The Harper government’s Bills listed above are designed to undermine the collective rights of First Nations by focusing on individual rights. This is the “modern legislative framework” the Conservatives promised in 2006. The 2006 Conservative Platform promised to:

Replace the Indian Act (and related legislation) with a modern legislative framework which provides for the devolution of full legal and democratic responsibility to aboriginal Canadians for their own affairs within the Constitution, including the Charter of Rights and Freedoms.

Of course “modern” in Conservative terms means assimilation of First Nations by termination of their collective rights and off-loading federal responsibilities onto the First Nations themselves and the provinces.

One Bill that hasn’t been introduced into Parliament yet, but is still expected, is the First Nations’ Private Ownership Act (FNPOA). This private property concept for Indian Reserves — which has been peddled by the likes of Tom Flanagan and tax proponent and former Kamloops Chief Manny Jules — is also a core plank of the Harper government’s 2006 electoral platform.

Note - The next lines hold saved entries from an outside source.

//! Placeholder scanning for template text.
//!
//! Three placeholder kinds share one buffer:
//!
//! - text: `<< name >>` (whitespace optional)
//! - file: `%% name %%` (whitespace required)
//! - output: `@@ name @@` (whitespace required)
//!
//! Names are made of word characters, `.` and `-`, so none of the delimiters
//! can appear inside a name and the kinds never overlap. Each kind is scanned
//! by its own regex in a single pass.

use regex::Regex;
use std::fmt;
use std::sync::LazyLock;

static TEXT_PATTERN: LazyLock<Regex> =
    LazyLock::new(|| Regex::new(r"<<\s*([\w.-]+)\s*>>").expect("valid text placeholder regex"));

static FILE_PATTERN: LazyLock<Regex> =
    LazyLock::new(|| Regex::new(r"%%\s+([\w.-]+)\s+%%").expect("valid file placeholder regex"));

static OUTPUT_PATTERN: LazyLock<Regex> =
    LazyLock::new(|| Regex::new(r"@@\s+([\w.-]+)\s+@@").expect("valid output placeholder regex"));

// Stripping is looser than scanning: whitespace around the name is optional.
static OUTPUT_STRIP_PATTERN: LazyLock<Regex> =
    LazyLock::new(|| Regex::new(r"@@\s*[\w.-]+\s*@@").expect("valid output strip regex"));

/// The kind of a placeholder.
#[derive(Debug, Clone, Copy, PartialEq, Eq, Hash)]
pub enum PlaceholderKind {
    /// `<< name >>`, replaced by a caller-supplied string.
    Text,

    /// `%% name %%`, replaced by loaded file content.
    File,

    /// `@@ name @@`, declares a structured output field.
    Output,
}

impl PlaceholderKind {
    /// Returns the opening and closing delimiters for this kind.
    pub fn delimiters(&self) -> (&'static str, &'static str) {
        match self {
            PlaceholderKind::Text => ("<<", ">>"),
            PlaceholderKind::File => ("%%", "%%"),
            PlaceholderKind::Output => ("@@", "@@"),
        }
    }

    /// Renders the canonical token for `name`, e.g. `%% report %%`.
    pub fn token(&self, name: &str) -> String {
        let (open, close) = self.delimiters();
        format!("{open} {name} {close}")
    }

    fn pattern(&self) -> &'static Regex {
        match self {
            PlaceholderKind::Text => &TEXT_PATTERN,
            PlaceholderKind::File => &FILE_PATTERN,
            PlaceholderKind::Output => &OUTPUT_PATTERN,
        }
    }
}

impl fmt::Display for PlaceholderKind {
    fn fmt(&self, f: &mut fmt::Formatter<'_>) -> fmt::Result {
        let label = match self {
            PlaceholderKind::Text => "text",
            PlaceholderKind::File => "file",
            PlaceholderKind::Output => "output",
        };
        f.write_str(label)
    }
}

/// A named placeholder found in template text.
#[derive(Debug, Clone, PartialEq, Eq, Hash)]
pub struct Placeholder {
    /// Placeholder name, without delimiters or surrounding whitespace.
    pub name: String,

    /// Which micro-syntax the placeholder was written in.
    pub kind: PlaceholderKind,
}

/// Ordered, deduplicated placeholder names of every kind.
#[derive(Debug, Clone, Default, PartialEq, Eq)]
pub struct ScanResult {
    /// Text placeholder names in first-seen order.
    pub text: Vec<String>,

    /// File placeholder names in first-seen order.
    pub file: Vec<String>,

    /// Output placeholder names in first-seen order.
    pub output: Vec<String>,
}

impl ScanResult {
    /// Returns `true` when no placeholder of any kind was found.
    pub fn is_empty(&self) -> bool {
        self.text.is_empty() && self.file.is_empty() && self.output.is_empty()
    }

    /// Returns `true` when there is something for a value provider to fill.
    pub fn needs_values(&self) -> bool {
        !self.text.is_empty() || !self.file.is_empty()
    }

    /// Returns the names for a single kind.
    pub fn names(&self, kind: PlaceholderKind) -> &[String] {
        match kind {
            PlaceholderKind::Text => &self.text,
            PlaceholderKind::File => &self.file,
            PlaceholderKind::Output => &self.output,
        }
    }

    /// Iterates over all placeholders: text first, then file, then output.
    pub fn placeholders(&self) -> impl Iterator<Item = Placeholder> + '_ {
        [
            PlaceholderKind::Text,
            PlaceholderKind::File,
            PlaceholderKind::Output,
        ]
        .into_iter()
        .flat_map(move |kind| {
            self.names(kind).iter().map(move |name| Placeholder {
                name: name.clone(),
                kind,
            })
        })
    }
}

/// Scans template text for placeholders.
///
/// # Examples
///
/// ```
/// use pmgr_pm::scanner::scan;
///
/// let found = scan("Summarize << doc >> using %% file %% and output @@ answer @@");
/// assert_eq!(found.text, vec!["doc"]);
/// assert_eq!(found.file, vec!["file"]);
/// assert_eq!(found.output, vec!["answer"]);
/// ```
pub fn scan(text: &str) -> ScanResult {
    let result = ScanResult {
        text: scan_kind(text, PlaceholderKind::Text),
        file: scan_kind(text, PlaceholderKind::File),
        output: scan_kind(text, PlaceholderKind::Output),
    };
    tracing::debug!(
        text = result.text.len(),
        file = result.file.len(),
        output = result.output.len(),
        "scanned placeholders"
    );
    result
}

/// Scans for a single placeholder kind, deduplicating by first appearance.
pub fn scan_kind(text: &str, kind: PlaceholderKind) -> Vec<String> {
    let mut names: Vec<String> = Vec::new();
    for caps in kind.pattern().captures_iter(text) {
        let name = &caps[1];
        if !names.iter().any(|n| n == name) {
            names.push(name.to_string());
        }
    }
    names
}

/// Removes every `@@ name @@` token before text is handed to a model.
///
/// This is not part of resolution; it only ever touches output tokens.
pub fn strip_output_placeholders(text: &str) -> String {
    OUTPUT_STRIP_PATTERN.replace_all(text, "").into_owned()
}
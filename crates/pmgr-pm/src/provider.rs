//! The value provider seam.
//!
//! Resolution asks a provider for every text and file placeholder value in
//! one combined step. A provider is typically a human-facing form; tests and
//! non-interactive callers use [`PresetProvider`].

use crate::error::Result;
use crate::values::PlaceholderValues;

/// Outcome of asking a provider for values.
#[derive(Debug, Clone, PartialEq, Eq)]
pub enum ProvidedValues {
    /// The provider supplied values (possibly for only some names).
    Values(PlaceholderValues),

    /// The human aborted the form.
    Cancelled,
}

/// Collects values for text and file placeholders.
///
/// Implementations are called at most once per resolution.
pub trait ValueProvider {
    /// Requests values for the given placeholder names.
    ///
    /// # Arguments
    ///
    /// * `text_names` - Text placeholder names, in template order
    /// * `file_names` - File placeholder names, in template order
    ///
    /// # Errors
    ///
    /// Returns an error if the provider itself fails (for example a terminal
    /// I/O error). Cancellation is not an error.
    fn provide(&mut self, text_names: &[String], file_names: &[String])
    -> Result<ProvidedValues>;
}

/// A provider that answers from a fixed set of values.
///
/// # Examples
///
/// ```
/// use pmgr_pm::{PlaceholderValues, PresetProvider, ProvidedValues, ValueProvider};
///
/// let mut provider = PresetProvider::new(PlaceholderValues::new().with_text("doc", "hi"));
/// let out = provider.provide(&["doc".to_string()], &[]).unwrap();
/// assert!(matches!(out, ProvidedValues::Values(_)));
/// assert_eq!(provider.calls(), 1);
/// ```
#[derive(Debug, Clone, Default)]
pub struct PresetProvider {
    values: Option<PlaceholderValues>,
    calls: usize,
}

impl PresetProvider {
    /// Creates a provider that always returns `values`.
    pub fn new(values: PlaceholderValues) -> Self {
        Self {
            values: Some(values),
            calls: 0,
        }
    }

    /// Creates a provider that always cancels.
    pub fn cancelling() -> Self {
        Self {
            values: None,
            calls: 0,
        }
    }

    /// Number of times the provider has been asked.
    pub fn calls(&self) -> usize {
        self.calls
    }
}

impl ValueProvider for PresetProvider {
    fn provide(
        &mut self,
        _text_names: &[String],
        _file_names: &[String],
    ) -> Result<ProvidedValues> {
        self.calls += 1;
        Ok(match &self.values {
            Some(values) => ProvidedValues::Values(values.clone()),
            None => ProvidedValues::Cancelled,
        })
    }
}
//! Mock file system adapter for testing.
//!
//! This module provides a mock implementation of the `FsAdapter` trait
//! for use in tests. The mock uses an in-memory HashMap to simulate
//! file system operations, records every mutating operation, and can be
//! told to fail on specific paths.

use crate::error::{PmgrError, Result};
use crate::tools::fs::FsAdapter;
use std::collections::{HashMap, HashSet};
use std::path::{Path, PathBuf};
use std::sync::{Arc, Mutex};

/// A mutating operation seen by the mock, in call order.
#[derive(Debug, Clone, PartialEq, Eq)]
pub enum FsOp {
    Write(PathBuf),
    Copy(PathBuf, PathBuf),
    Rename(PathBuf, PathBuf),
    CreateDir(PathBuf),
}

/// Mock file system adapter for testing.
///
/// All operations are thread-safe via Arc<Mutex>.
///
/// # Examples
///
/// ```
/// use pmgr_core::tools::fs_mock::MockFsAdapter;
/// use pmgr_core::tools::fs::FsAdapter;
/// use std::path::Path;
///
/// let fs = MockFsAdapter::new();
/// fs.write(Path::new("/prompts.json"), "{}").unwrap();
/// assert_eq!(fs.read_to_string(Path::new("/prompts.json")).unwrap(), "{}");
/// ```
#[derive(Debug, Clone, Default)]
pub struct MockFsAdapter {
    /// In-memory file system storage (path -> content)
    files: Arc<Mutex<HashMap<PathBuf, String>>>,
    /// In-memory directory storage
    dirs: Arc<Mutex<Vec<PathBuf>>>,
    /// Destination paths whose writes, copies or renames fail
    failing: Arc<Mutex<HashSet<PathBuf>>>,
    /// Log of mutating operations
    ops: Arc<Mutex<Vec<FsOp>>>,
}

impl MockFsAdapter {
    /// Creates a new mock file system adapter with an empty file system.
    pub fn new() -> Self {
        Self::default()
    }

    /// Pre-populates the mock file system with files.
    ///
    /// # Examples
    ///
    /// ```
    /// use pmgr_core::tools::fs_mock::MockFsAdapter;
    /// use std::collections::HashMap;
    /// use std::path::PathBuf;
    ///
    /// let mut files = HashMap::new();
    /// files.insert(PathBuf::from("/prompts.json"), "{}".to_string());
    ///
    /// let fs = MockFsAdapter::with_files(files);
    /// ```
    pub fn with_files(files: HashMap<PathBuf, String>) -> Self {
        Self {
            files: Arc::new(Mutex::new(files)),
            ..Self::default()
        }
    }

    /// Makes every write, copy or rename targeting `path` fail.
    pub fn fail_on(&self, path: impl Into<PathBuf>) {
        self.failing.lock().unwrap().insert(path.into());
    }

    /// Returns a copy of all files in the mock file system.
    pub fn get_all_files(&self) -> HashMap<PathBuf, String> {
        self.files.lock().unwrap().clone()
    }

    /// Returns the mutating operations performed so far.
    pub fn ops(&self) -> Vec<FsOp> {
        self.ops.lock().unwrap().clone()
    }

    /// Clears all files, directories and the operation log.
    pub fn clear(&self) {
        self.files.lock().unwrap().clear();
        self.dirs.lock().unwrap().clear();
        self.ops.lock().unwrap().clear();
    }

    fn check_target(&self, path: &Path) -> Result<()> {
        if self.failing.lock().unwrap().contains(path) {
            return Err(PmgrError::FileWriteError(format!(
                "{}: injected failure",
                path.display()
            )));
        }
        Ok(())
    }

    fn record(&self, op: FsOp) {
        self.ops.lock().unwrap().push(op);
    }
}

impl FsAdapter for MockFsAdapter {
    fn read_to_string(&self, path: &Path) -> Result<String> {
        self.files
            .lock()
            .unwrap()
            .get(path)
            .cloned()
            .ok_or_else(|| PmgrError::PathNotFound(path.to_path_buf()))
    }

    fn write(&self, path: &Path, content: &str) -> Result<()> {
        self.check_target(path)?;

        // Auto-create parent directories
        if let Some(parent) = path.parent() {
            let mut dirs = self.dirs.lock().unwrap();
            if !dirs.contains(&parent.to_path_buf()) {
                dirs.push(parent.to_path_buf());
            }
        }

        self.files
            .lock()
            .unwrap()
            .insert(path.to_path_buf(), content.to_string());
        self.record(FsOp::Write(path.to_path_buf()));
        Ok(())
    }

    fn copy(&self, from: &Path, to: &Path) -> Result<()> {
        self.check_target(to)?;
        let content = self.read_to_string(from)?;
        self.files.lock().unwrap().insert(to.to_path_buf(), content);
        self.record(FsOp::Copy(from.to_path_buf(), to.to_path_buf()));
        Ok(())
    }

    fn rename(&self, from: &Path, to: &Path) -> Result<()> {
        self.check_target(to)?;
        let mut files = self.files.lock().unwrap();
        let content = files
            .remove(from)
            .ok_or_else(|| PmgrError::PathNotFound(from.to_path_buf()))?;
        files.insert(to.to_path_buf(), content);
        drop(files);
        self.record(FsOp::Rename(from.to_path_buf(), to.to_path_buf()));
        Ok(())
    }

    fn exists(&self, path: &Path) -> bool {
        self.files.lock().unwrap().contains_key(path)
            || self.dirs.lock().unwrap().contains(&path.to_path_buf())
    }

    fn create_dir_all(&self, path: &Path) -> Result<()> {
        let mut dirs = self.dirs.lock().unwrap();

        let mut current = Some(path);
        while let Some(dir) = current {
            if dir.as_os_str().is_empty() || dir == Path::new("/") {
                break;
            }
            if !dirs.contains(&dir.to_path_buf()) {
                dirs.push(dir.to_path_buf());
            }
            current = dir.parent();
        }
        drop(dirs);

        self.record(FsOp::CreateDir(path.to_path_buf()));
        Ok(())
    }

    fn is_file(&self, path: &Path) -> bool {
        self.files.lock().unwrap().contains_key(path)
    }
}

The 2006 Conservative Aboriginal Platform promised that if elected a Harper government would:

Support the development of individual property ownership on reserves, to encourage lending for private housing and businesses.

The long-term goals set out in the Harper government’s policy and legislative initiatives listed above are not new; they are at least as old as the Indian Act and were articulated in the federal 1969 White Paper on Indian Policy, which set out a plan to terminate Indian rights as the time.